Retype each line of the listing below, from the first through the one holding "self.replace || !self.no_replace", with no other lines.

> **Exercise material**:
· · · · · · ·

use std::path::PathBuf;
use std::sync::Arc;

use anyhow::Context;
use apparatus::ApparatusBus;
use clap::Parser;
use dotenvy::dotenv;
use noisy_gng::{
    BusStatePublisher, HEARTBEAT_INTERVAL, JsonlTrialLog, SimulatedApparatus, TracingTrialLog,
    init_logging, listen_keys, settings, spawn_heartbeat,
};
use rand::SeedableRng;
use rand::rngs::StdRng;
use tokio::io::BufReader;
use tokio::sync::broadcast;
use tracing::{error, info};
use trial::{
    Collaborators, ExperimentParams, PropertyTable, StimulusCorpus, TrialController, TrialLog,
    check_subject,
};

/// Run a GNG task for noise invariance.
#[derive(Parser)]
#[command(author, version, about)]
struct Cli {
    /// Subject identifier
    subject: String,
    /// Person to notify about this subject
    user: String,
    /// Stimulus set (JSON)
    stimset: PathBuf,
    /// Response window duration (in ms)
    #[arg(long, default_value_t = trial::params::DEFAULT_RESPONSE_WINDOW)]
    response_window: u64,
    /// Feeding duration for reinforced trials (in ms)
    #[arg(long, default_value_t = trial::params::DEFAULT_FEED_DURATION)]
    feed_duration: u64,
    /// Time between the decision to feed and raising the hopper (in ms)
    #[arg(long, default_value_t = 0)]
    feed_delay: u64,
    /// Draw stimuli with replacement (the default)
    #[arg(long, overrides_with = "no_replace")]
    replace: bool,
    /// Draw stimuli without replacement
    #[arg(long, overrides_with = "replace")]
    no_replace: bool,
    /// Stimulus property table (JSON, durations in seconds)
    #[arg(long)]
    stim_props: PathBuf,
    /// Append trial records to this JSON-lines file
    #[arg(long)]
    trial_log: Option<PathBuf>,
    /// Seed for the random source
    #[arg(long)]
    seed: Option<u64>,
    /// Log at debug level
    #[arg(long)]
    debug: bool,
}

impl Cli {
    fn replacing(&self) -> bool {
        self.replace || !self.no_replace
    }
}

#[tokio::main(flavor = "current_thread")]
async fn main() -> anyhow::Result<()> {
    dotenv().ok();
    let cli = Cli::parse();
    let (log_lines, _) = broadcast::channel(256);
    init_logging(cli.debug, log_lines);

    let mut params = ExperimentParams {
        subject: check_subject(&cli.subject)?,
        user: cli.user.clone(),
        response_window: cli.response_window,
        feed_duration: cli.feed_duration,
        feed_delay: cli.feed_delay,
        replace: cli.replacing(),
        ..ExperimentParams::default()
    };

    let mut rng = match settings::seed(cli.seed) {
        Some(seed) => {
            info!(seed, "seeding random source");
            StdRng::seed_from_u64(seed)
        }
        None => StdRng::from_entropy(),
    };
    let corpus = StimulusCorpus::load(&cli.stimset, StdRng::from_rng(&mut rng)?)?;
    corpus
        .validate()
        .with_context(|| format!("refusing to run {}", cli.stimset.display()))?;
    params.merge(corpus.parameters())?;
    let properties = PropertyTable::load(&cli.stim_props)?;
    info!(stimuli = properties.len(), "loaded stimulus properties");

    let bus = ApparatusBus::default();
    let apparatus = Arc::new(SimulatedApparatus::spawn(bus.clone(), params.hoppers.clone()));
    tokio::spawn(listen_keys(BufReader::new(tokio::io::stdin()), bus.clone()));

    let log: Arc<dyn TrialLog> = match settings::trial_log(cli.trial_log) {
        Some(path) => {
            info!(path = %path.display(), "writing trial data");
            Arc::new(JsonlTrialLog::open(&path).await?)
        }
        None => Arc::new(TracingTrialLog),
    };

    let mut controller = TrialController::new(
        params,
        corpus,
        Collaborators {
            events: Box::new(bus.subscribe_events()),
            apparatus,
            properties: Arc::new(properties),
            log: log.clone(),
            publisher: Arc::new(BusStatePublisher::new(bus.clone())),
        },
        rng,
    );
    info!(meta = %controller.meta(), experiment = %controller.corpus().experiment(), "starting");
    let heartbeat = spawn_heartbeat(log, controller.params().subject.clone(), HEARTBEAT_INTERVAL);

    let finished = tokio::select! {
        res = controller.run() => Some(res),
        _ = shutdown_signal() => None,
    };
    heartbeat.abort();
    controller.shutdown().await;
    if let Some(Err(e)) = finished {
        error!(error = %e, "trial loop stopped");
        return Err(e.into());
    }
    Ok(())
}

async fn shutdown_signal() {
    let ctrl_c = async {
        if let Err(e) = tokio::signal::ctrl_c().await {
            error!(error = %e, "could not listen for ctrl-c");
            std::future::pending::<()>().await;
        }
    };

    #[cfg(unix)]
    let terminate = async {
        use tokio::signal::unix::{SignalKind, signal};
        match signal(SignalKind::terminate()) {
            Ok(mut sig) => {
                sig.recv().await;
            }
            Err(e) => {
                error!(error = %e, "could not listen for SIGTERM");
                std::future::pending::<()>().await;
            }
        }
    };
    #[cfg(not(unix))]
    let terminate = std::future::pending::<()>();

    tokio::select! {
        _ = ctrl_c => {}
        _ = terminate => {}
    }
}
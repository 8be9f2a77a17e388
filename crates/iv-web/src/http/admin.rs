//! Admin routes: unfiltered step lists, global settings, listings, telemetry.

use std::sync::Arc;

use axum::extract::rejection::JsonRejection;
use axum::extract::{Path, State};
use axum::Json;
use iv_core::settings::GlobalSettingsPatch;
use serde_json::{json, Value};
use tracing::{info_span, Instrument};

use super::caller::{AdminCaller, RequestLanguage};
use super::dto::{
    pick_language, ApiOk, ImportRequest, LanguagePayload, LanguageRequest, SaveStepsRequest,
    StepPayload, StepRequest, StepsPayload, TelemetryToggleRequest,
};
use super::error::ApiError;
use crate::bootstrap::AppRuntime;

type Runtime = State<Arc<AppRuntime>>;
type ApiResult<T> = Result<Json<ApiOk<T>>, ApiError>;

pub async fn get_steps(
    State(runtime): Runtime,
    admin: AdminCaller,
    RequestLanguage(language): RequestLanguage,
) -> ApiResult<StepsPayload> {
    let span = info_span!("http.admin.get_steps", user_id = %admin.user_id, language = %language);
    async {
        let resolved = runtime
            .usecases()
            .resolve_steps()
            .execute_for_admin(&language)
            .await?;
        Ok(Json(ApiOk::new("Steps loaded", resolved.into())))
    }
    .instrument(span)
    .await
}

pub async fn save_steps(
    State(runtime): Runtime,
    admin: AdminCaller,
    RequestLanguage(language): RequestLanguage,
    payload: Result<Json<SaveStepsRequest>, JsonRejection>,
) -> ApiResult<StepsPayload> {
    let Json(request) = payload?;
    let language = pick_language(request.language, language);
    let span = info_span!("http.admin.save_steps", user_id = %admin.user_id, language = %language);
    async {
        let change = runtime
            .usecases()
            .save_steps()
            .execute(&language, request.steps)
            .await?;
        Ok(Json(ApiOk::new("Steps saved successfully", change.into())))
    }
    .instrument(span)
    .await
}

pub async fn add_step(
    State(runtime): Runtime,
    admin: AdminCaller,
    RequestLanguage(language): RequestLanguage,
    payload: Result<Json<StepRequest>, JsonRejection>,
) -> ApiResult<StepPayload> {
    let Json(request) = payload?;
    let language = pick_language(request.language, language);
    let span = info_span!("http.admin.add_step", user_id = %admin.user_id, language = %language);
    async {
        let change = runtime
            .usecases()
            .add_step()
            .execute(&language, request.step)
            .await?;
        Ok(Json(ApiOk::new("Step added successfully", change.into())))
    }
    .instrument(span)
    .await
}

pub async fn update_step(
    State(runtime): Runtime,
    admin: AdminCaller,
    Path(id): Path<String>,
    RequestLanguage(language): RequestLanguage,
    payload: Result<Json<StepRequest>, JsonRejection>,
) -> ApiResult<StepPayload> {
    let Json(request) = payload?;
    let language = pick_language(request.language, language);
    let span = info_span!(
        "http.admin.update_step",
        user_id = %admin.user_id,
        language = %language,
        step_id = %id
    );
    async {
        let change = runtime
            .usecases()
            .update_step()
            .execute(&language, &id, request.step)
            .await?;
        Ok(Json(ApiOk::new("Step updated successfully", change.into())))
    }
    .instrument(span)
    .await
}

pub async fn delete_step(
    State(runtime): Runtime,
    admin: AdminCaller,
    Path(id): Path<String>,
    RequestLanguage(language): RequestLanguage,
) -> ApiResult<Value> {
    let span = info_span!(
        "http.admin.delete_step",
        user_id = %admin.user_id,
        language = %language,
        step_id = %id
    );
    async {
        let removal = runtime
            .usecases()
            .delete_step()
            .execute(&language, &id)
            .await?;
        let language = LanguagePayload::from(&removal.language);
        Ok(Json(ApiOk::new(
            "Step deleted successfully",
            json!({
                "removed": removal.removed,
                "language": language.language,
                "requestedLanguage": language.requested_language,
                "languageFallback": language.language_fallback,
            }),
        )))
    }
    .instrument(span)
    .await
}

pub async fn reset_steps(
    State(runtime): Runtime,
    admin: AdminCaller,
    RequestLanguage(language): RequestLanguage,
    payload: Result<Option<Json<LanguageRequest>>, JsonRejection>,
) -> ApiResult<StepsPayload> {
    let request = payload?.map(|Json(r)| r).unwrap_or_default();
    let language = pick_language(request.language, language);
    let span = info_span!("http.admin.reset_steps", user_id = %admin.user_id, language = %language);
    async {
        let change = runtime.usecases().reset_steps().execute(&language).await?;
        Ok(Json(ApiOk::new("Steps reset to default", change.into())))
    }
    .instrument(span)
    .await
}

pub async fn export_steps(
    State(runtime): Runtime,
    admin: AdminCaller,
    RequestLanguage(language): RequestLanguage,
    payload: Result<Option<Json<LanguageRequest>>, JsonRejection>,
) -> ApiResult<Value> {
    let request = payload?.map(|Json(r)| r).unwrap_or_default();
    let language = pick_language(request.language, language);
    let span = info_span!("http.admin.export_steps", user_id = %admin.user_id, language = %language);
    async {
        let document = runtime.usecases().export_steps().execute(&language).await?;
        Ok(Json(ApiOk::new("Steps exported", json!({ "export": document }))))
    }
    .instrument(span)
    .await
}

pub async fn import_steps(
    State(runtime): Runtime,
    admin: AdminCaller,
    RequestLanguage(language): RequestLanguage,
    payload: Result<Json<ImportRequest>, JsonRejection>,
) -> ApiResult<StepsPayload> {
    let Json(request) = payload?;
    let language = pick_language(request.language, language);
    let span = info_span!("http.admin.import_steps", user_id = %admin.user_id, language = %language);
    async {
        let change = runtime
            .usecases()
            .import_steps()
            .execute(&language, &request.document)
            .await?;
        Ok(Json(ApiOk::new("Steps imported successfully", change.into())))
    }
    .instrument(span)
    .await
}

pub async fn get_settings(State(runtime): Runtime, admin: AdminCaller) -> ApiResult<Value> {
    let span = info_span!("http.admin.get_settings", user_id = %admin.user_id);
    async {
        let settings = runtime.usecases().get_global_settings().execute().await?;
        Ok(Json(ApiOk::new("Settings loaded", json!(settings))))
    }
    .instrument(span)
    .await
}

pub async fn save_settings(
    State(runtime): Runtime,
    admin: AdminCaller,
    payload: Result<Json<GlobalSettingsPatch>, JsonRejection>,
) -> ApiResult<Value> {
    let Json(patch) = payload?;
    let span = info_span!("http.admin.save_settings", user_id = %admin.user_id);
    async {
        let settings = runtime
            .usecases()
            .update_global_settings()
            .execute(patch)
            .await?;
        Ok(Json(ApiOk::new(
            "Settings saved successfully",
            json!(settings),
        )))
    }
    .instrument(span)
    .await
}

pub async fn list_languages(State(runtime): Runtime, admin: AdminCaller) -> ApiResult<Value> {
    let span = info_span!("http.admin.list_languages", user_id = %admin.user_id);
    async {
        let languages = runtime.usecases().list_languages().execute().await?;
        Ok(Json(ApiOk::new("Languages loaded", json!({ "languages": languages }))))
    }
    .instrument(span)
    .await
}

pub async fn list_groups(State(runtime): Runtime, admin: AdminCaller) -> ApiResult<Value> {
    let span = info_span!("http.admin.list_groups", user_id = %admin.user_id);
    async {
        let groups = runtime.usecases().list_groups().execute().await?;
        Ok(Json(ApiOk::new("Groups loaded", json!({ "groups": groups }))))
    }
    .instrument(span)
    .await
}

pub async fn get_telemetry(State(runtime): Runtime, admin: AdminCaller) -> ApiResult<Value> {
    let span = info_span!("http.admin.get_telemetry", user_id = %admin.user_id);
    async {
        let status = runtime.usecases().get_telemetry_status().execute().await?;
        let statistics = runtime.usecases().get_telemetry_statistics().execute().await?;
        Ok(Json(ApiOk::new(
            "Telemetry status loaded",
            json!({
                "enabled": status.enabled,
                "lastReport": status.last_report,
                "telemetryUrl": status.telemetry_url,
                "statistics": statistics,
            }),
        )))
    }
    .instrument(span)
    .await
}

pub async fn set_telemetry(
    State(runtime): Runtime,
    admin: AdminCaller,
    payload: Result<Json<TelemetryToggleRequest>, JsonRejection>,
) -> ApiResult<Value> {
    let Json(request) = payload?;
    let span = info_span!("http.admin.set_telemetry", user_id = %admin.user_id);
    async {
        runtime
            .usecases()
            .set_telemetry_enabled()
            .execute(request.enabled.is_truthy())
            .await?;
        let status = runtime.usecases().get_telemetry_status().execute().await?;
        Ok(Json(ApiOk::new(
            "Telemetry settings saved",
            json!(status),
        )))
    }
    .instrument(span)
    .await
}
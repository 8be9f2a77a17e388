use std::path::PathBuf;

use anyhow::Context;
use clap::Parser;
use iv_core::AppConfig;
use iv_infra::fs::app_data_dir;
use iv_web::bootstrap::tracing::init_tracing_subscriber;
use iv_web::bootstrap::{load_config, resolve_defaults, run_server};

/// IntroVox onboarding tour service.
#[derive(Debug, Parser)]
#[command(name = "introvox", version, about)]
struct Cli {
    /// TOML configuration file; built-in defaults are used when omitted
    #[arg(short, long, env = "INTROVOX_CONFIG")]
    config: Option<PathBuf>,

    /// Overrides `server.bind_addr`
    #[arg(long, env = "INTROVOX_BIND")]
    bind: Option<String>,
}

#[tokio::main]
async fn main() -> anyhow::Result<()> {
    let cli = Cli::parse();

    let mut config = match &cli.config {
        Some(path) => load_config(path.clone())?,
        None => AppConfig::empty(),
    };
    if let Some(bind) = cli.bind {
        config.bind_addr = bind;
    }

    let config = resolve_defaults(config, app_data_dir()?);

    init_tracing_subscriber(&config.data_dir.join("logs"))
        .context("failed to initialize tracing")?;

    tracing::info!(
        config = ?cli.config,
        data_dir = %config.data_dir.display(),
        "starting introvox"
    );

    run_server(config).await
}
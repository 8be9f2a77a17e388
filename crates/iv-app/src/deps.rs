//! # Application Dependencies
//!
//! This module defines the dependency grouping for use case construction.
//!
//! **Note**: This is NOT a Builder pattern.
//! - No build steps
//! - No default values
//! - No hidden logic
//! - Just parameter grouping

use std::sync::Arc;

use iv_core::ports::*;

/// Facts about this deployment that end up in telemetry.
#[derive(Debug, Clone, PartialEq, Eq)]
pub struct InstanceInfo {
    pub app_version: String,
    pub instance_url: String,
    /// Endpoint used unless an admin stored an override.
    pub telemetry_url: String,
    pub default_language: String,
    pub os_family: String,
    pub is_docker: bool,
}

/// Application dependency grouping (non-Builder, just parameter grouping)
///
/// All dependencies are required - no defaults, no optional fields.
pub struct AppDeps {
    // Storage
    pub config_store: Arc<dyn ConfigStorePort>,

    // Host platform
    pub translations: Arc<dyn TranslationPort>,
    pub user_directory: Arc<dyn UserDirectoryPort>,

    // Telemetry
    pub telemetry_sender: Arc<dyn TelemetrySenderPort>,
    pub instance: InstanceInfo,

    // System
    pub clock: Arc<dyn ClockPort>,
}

· · · · · · ·

> **Expected answer**:
use std::path::PathBuf;
use std::sync::Arc;

use anyhow::Context;
use apparatus::ApparatusBus;
use clap::Parser;
use dotenvy::dotenv;
use noisy_gng::{
    BusStatePublisher, HEARTBEAT_INTERVAL, JsonlTrialLog, SimulatedApparatus, TracingTrialLog,
    init_logging, listen_keys, settings, spawn_heartbeat,
};
use rand::SeedableRng;
use rand::rngs::StdRng;
use tokio::io::BufReader;
use tokio::sync::broadcast;
use tracing::{error, info};
use trial::{
    Collaborators, ExperimentParams, PropertyTable, StimulusCorpus, TrialController, TrialLog,
    check_subject,
};

/// Run a GNG task for noise invariance.
#[derive(Parser)]
#[command(author, version, about)]
struct Cli {
    /// Subject identifier
    subject: String,
    /// Person to notify about this subject
    user: String,
    /// Stimulus set (JSON)
    stimset: PathBuf,
    /// Response window duration (in ms)
    #[arg(long, default_value_t = trial::params::DEFAULT_RESPONSE_WINDOW)]
    response_window: u64,
    /// Feeding duration for reinforced trials (in ms)
    #[arg(long, default_value_t = trial::params::DEFAULT_FEED_DURATION)]
    feed_duration: u64,
    /// Time between the decision to feed and raising the hopper (in ms)
    #[arg(long, default_value_t = 0)]
    feed_delay: u64,
    /// Draw stimuli with replacement (the default)
    #[arg(long, overrides_with = "no_replace")]
    replace: bool,
    /// Draw stimuli without replacement
    #[arg(long, overrides_with = "replace")]
    no_replace: bool,
    /// Stimulus property table (JSON, durations in seconds)
    #[arg(long)]
    stim_props: PathBuf,
    /// Append trial records to this JSON-lines file
    #[arg(long)]
    trial_log: Option<PathBuf>,
    /// Seed for the random source
    #[arg(long)]
    seed: Option<u64>,
    /// Log at debug level
    #[arg(long)]
    debug: bool,
}

impl Cli {
    fn replacing(&self) -> bool {
        self.replace || !self.no_replace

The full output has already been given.